Whether you are new to the practice of yoga or have been incorporating in your lifestyle for some time, it’s important to know what are the yoga props and how to use them. I used to think that using props meant that I was not going into the pose deep enough, but actually props can bring many benefits. Using props can teach us to be in the correct alignment during the pose. They also protect us against injury by providing support to the body, joints and bones. They are used almost always in restorative in yin yoga, when holding the poses for a prolonged period of time. Let's look at some of the most common yoga props used...
If you invest in one yoga prop only, I would highly recommend getting the blocks. Two is enough and they can assist you throughout your yoga journey. Using the yoga blocks is simple and you can use them for almost any asana (pose). There are any different kinds, some made of foam, cork, bamboo or heavier ones made from wood. The foam blocks are quite popular as they are very light so easy to pick up and moved around during the poses. The blocks can assist you in the standing poses, such as triangle pose, when bringing the arm to the ground. If you cannot reach the mat, you can place the block next to your foot and rest your hand on it. Blocks are also used for back bends, such as camel pose, placing them near to the soles of your feet and bringing your hands to rest on the blocks instead of the soles of your feet. For bridge pose, you can place the block under your sitting bone, and this can also be the restorative option of the pose. Most yoga teachers will provide guidance on the use of blocks during a yoga session.
Providing cushioning to the body, bones and joints, bolsters are a great addition to have to your yoga practice. Alternatively, you can also use pillows, but make sure they provide enough cushioning to the body (not thin ones). Some poses in which you may find bolsters helpful for are reclined hero pose, placing it just at the tip of your feel and leaning all the way back on it; bow pose, placing it under your stomach to provide you with a higher extension of the chest; pigeon pose, extending the arms and chest forward on top of a bolster instead of the floor; extended puppy pose, placing it under your arms and extending the arms forward and many other asanas. Bolsters are also used in restorative yoga, providing a soft, gentle support to the body when sitting in a pose for a longer period of time.
The yoga straps are generally used to provide extra support for flexibility and stretching. Most straps are easy to use and don’t require much effort. Common poses in which you could use the strap are when doing seated forward bends, holding it on either side and placing it on the soles of your feet; during gomukasana/cow face pose, when the palms of your hands don’t meet, so you can hold the straps and pull in opposite direction, the top hand pulling up and the bottom hand pulling down; when doing twisted head to knee pose, placing the strap on the sole of the extended foot helping you extend the spine and then twist.
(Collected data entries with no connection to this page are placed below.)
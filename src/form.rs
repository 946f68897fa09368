use clap::ValueEnum;
use serde::{Deserialize, Serialize};

/// A yes/no answer from the intake form.
///
/// An unanswered question is `None` at the `FormData` level, so the three
/// states are yes / no / absent. Any other string fails at the parse
/// boundary instead of silently scoring zero.
#[derive(Debug, Clone, Copy, PartialEq, Eq, Serialize, Deserialize, ValueEnum)]
#[serde(rename_all = "lowercase")]
pub enum Answer {
    Yes,
    No,
}

impl Answer {
    pub fn as_str(&self) -> &'static str {
        match self {
            Answer::Yes => "yes",
            Answer::No => "no",
        }
    }
}

/// Custom-field projection of a tri-state answer. Unanswered questions are
/// sent as an empty value, the CRM's representation of an untouched field.
pub fn answer_field_value(answer: Option<Answer>) -> &'static str {
    answer.map(|a| a.as_str()).unwrap_or("")
}

/// One completed intake form. Field names follow the form's JSON shape
/// (`payingMore`, `fullName`, ...). Consumed immediately, never persisted.
#[derive(Debug, Clone, Default, Serialize, Deserialize)]
#[serde(rename_all = "camelCase")]
pub struct FormData {
    #[serde(default)]
    pub email: String,
    #[serde(default)]
    pub phone: String,
    #[serde(default)]
    pub full_name: String,
    #[serde(default)]
    pub paying_more: Option<Answer>,
    #[serde(default)]
    pub shade: Option<Answer>,
    #[serde(default)]
    pub inverter_outside: Option<Answer>,
}
use anyhow::{Context, Result};
use std::io::{BufRead, Write};
use std::path::PathBuf;

use super::schema::{
    Config, CrmConfig, API_KEY_PLACEHOLDER, DEFAULT_API_URL, LOCATION_ID_PLACEHOLDER,
};
use super::{ensure_config_dir, get_config_path};

/// Prompt user with a message and return their trimmed input.
fn prompt(message: &str) -> Result<String> {
    print!("{}", message);
    std::io::stdout().flush().context("Failed to flush stdout")?;
    let mut input = String::new();
    std::io::stdin()
        .lock()
        .read_line(&mut input)
        .context("Failed to read input")?;
    Ok(input.trim().to_string())
}

/// Prompt user with a message and a default value. Returns default if input is empty.
fn prompt_with_default(message: &str, default: &str) -> Result<String> {
    let input = prompt(&format!("{} [{}]: ", message, default))?;
    if input.is_empty() {
        Ok(default.to_string())
    } else {
        Ok(input)
    }
}

/// Create a starter config file with the shipped scoring defaults.
///
/// Prompts for the CRM credentials; accepting the defaults leaves the
/// placeholder sentinels in place, which `leadscore check` will then report
/// as still unconfigured. Refuses to overwrite an existing file.
pub fn run_init(path: Option<PathBuf>) -> Result<()> {
    let config_path = path.unwrap_or_else(get_config_path);

    if config_path.exists() {
        anyhow::bail!(
            "Config file already exists at {}. Edit it directly or remove it first.",
            config_path.display()
        );
    }

    println!("leadscore configuration");
    println!("Credentials live in your CRM account settings (Settings > API).");
    println!();

    let api_key = prompt_with_default("CRM API key", API_KEY_PLACEHOLDER)?;
    let location_id = prompt_with_default("CRM location ID", LOCATION_ID_PLACEHOLDER)?;
    let api_url = prompt_with_default("CRM contacts endpoint", DEFAULT_API_URL)?;

    let config = Config {
        crm: CrmConfig {
            api_key,
            location_id,
            api_url,
        },
        ..Config::default()
    };

    if config_path == get_config_path() {
        ensure_config_dir()?;
    } else if let Some(parent) = config_path.parent() {
        std::fs::create_dir_all(parent).with_context(|| {
            format!("Failed to create config directory at {}", parent.display())
        })?;
    }

    let yaml = serde_saphyr::to_string(&config).context("Failed to serialize config")?;
    std::fs::write(&config_path, yaml)
        .with_context(|| format!("Failed to write config to {}", config_path.display()))?;

    println!();
    println!("Wrote {}", config_path.display());
    if config.crm.api_key == API_KEY_PLACEHOLDER || config.crm.location_id == LOCATION_ID_PLACEHOLDER
    {
        println!("Placeholder credentials remain; run `leadscore check` after filling them in.");
    }

    Ok(())
}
There are many poses the strap can be helpful for, just be weary not to pull too hard on them and ignore the movement needed from the body. Use them to help you with flexibility not to just pull on them.
Pretty self-explanatory, blankets can be used during shavasana (corpse pose) to place on top of your body for warmth or folded and placed under your head when doing poses which require you to lie down. Like bolsters, they provide cushioning and support to the joints and bones in the body so you can use them under the knees, hips, ankles, during sitting poses etc.
The yoga sandbag is a prop used to provide extra weight placed on a part of the body during a specific pose. Most commonly used in restorative or yin yoga, but available for all types of yoga, using the sandbags is a great way to relax the muscles and release stress and anxiety. By applying more pressure on the muscles, the specific area of the body begins to surrender and go into a more relaxed state. The yoga sandbags can also be used to help you go deeper in a pose due to their weight. They come in different weights and sizes, depending which area of the body you would want to use them on. Heavier ones apply more pressure, helping the body release more and even strengthen the muscles. Alternatively, you can use it over your eyes during shavasana.
Yoga props are very helpful and I highly recommend making use of them during your practice. And of course, let's not forget the number one yoga prop, the yoga mat. Find the one which suits your needs the most because they also come in different sizes, some thicker to provide more support, others thinner but more sticky. Which is your go to yoga prop?